»»
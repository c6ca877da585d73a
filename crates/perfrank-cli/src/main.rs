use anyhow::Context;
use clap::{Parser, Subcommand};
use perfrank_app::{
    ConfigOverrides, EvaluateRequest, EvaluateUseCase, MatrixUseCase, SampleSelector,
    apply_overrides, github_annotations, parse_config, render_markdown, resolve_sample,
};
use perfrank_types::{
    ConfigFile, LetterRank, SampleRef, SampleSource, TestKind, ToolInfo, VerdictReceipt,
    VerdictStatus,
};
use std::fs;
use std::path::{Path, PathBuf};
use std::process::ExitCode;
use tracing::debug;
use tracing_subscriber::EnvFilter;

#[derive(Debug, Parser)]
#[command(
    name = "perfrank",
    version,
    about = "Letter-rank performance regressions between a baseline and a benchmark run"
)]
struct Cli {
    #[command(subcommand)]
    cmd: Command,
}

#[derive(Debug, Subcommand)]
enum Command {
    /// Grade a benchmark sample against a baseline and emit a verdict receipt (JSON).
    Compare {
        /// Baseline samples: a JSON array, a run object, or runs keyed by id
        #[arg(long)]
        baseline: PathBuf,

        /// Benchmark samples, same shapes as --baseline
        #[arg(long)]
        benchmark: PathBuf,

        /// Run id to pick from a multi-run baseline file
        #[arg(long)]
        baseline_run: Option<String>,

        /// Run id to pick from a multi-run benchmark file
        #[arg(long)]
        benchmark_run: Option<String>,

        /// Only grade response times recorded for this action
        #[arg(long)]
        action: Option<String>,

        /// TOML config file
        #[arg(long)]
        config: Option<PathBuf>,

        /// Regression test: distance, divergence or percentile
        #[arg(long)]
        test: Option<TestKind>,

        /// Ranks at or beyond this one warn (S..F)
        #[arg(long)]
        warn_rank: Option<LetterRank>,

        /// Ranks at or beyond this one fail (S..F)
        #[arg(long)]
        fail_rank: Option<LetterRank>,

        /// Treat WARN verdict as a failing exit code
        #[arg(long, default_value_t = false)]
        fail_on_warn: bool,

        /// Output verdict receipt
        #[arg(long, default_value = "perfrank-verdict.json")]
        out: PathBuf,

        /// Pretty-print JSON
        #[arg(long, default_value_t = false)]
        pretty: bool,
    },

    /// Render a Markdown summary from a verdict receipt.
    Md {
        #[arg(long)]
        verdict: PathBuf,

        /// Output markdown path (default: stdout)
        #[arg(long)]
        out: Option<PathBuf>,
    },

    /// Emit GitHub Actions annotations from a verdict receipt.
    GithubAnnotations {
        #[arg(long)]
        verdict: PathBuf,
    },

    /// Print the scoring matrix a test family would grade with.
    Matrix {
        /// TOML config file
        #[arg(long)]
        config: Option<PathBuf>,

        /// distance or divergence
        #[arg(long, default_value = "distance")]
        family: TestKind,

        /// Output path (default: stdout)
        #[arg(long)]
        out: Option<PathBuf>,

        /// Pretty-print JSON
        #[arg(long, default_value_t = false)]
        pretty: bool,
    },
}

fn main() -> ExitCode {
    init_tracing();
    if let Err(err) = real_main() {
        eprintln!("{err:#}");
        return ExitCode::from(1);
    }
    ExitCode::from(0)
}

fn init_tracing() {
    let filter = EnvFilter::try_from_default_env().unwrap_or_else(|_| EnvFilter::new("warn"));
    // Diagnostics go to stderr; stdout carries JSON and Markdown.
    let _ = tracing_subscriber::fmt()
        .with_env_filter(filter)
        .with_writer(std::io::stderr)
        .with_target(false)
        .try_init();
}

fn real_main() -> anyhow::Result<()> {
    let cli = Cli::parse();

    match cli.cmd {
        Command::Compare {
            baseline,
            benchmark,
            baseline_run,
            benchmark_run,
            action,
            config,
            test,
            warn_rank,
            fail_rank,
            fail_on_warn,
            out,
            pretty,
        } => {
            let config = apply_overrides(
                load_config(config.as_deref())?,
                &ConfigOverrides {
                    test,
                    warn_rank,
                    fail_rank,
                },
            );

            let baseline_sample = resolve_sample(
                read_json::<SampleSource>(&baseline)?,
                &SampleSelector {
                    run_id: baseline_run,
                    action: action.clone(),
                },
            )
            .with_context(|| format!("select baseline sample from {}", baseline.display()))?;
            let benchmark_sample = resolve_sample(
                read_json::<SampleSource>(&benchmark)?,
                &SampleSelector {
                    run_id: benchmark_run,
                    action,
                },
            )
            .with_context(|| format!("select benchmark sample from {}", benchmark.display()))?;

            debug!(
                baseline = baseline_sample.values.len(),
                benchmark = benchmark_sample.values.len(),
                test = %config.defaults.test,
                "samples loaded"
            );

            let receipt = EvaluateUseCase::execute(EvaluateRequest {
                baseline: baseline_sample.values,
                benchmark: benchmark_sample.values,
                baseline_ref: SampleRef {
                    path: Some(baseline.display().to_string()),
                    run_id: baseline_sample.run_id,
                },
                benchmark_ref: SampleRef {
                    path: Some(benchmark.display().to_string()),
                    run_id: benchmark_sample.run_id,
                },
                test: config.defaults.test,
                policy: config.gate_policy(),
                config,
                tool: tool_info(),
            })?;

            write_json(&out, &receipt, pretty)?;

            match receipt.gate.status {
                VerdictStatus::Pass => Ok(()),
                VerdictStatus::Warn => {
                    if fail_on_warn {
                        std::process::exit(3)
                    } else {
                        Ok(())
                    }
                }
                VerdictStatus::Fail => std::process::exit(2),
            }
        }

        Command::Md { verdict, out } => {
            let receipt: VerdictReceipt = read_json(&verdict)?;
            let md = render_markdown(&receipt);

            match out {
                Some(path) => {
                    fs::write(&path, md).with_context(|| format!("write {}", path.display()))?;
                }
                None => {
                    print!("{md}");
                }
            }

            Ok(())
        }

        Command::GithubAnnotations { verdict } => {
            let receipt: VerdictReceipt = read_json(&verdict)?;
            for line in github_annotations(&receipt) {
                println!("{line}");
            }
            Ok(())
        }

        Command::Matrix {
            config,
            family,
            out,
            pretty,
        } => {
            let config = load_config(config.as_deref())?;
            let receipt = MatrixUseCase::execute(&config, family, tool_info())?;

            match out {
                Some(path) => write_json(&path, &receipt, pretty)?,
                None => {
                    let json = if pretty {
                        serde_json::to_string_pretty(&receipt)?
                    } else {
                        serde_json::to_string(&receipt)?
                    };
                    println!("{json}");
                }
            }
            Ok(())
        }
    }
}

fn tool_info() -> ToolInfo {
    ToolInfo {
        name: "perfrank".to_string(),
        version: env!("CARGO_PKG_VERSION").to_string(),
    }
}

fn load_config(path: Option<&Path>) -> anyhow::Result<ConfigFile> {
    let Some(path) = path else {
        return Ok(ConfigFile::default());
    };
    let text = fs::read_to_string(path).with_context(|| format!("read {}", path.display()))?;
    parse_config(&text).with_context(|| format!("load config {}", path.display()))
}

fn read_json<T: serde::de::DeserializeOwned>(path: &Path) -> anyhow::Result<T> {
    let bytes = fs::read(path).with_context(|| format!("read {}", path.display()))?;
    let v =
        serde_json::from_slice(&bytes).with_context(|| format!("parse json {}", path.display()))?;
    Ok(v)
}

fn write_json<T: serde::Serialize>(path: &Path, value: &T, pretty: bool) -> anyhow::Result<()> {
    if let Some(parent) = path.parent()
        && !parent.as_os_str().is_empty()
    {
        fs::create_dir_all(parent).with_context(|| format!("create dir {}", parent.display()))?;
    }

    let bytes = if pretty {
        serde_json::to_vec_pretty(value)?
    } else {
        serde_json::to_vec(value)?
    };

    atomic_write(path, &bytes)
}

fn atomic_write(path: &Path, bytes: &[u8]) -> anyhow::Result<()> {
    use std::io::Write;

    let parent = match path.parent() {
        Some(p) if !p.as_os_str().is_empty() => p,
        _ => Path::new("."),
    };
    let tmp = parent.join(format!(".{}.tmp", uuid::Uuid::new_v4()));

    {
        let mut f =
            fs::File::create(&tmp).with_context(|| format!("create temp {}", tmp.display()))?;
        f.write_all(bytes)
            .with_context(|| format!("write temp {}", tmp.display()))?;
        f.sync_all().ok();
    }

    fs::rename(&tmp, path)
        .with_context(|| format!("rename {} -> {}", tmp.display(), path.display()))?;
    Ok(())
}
««
● **Activity**:
Take the lines above from the one containing "annotations from a verdict receipt." to the one containing "Output path (default: stdout)" and retype them exactly, both ends included, with nothing added.

● **Solution to the exercise**:
    /// Emit GitHub Actions annotations from a verdict receipt.
    GithubAnnotations {
        #[arg(long)]
        verdict: PathBuf,
    },

    /// Print the scoring matrix a test family would grade with.
    Matrix {
        /// TOML config file
        #[arg(long)]
        config: Option<PathBuf>,

        /// distance or divergence
        #[arg(long, default_value = "distance")]
        family: TestKind,

        /// Output path (default: stdout)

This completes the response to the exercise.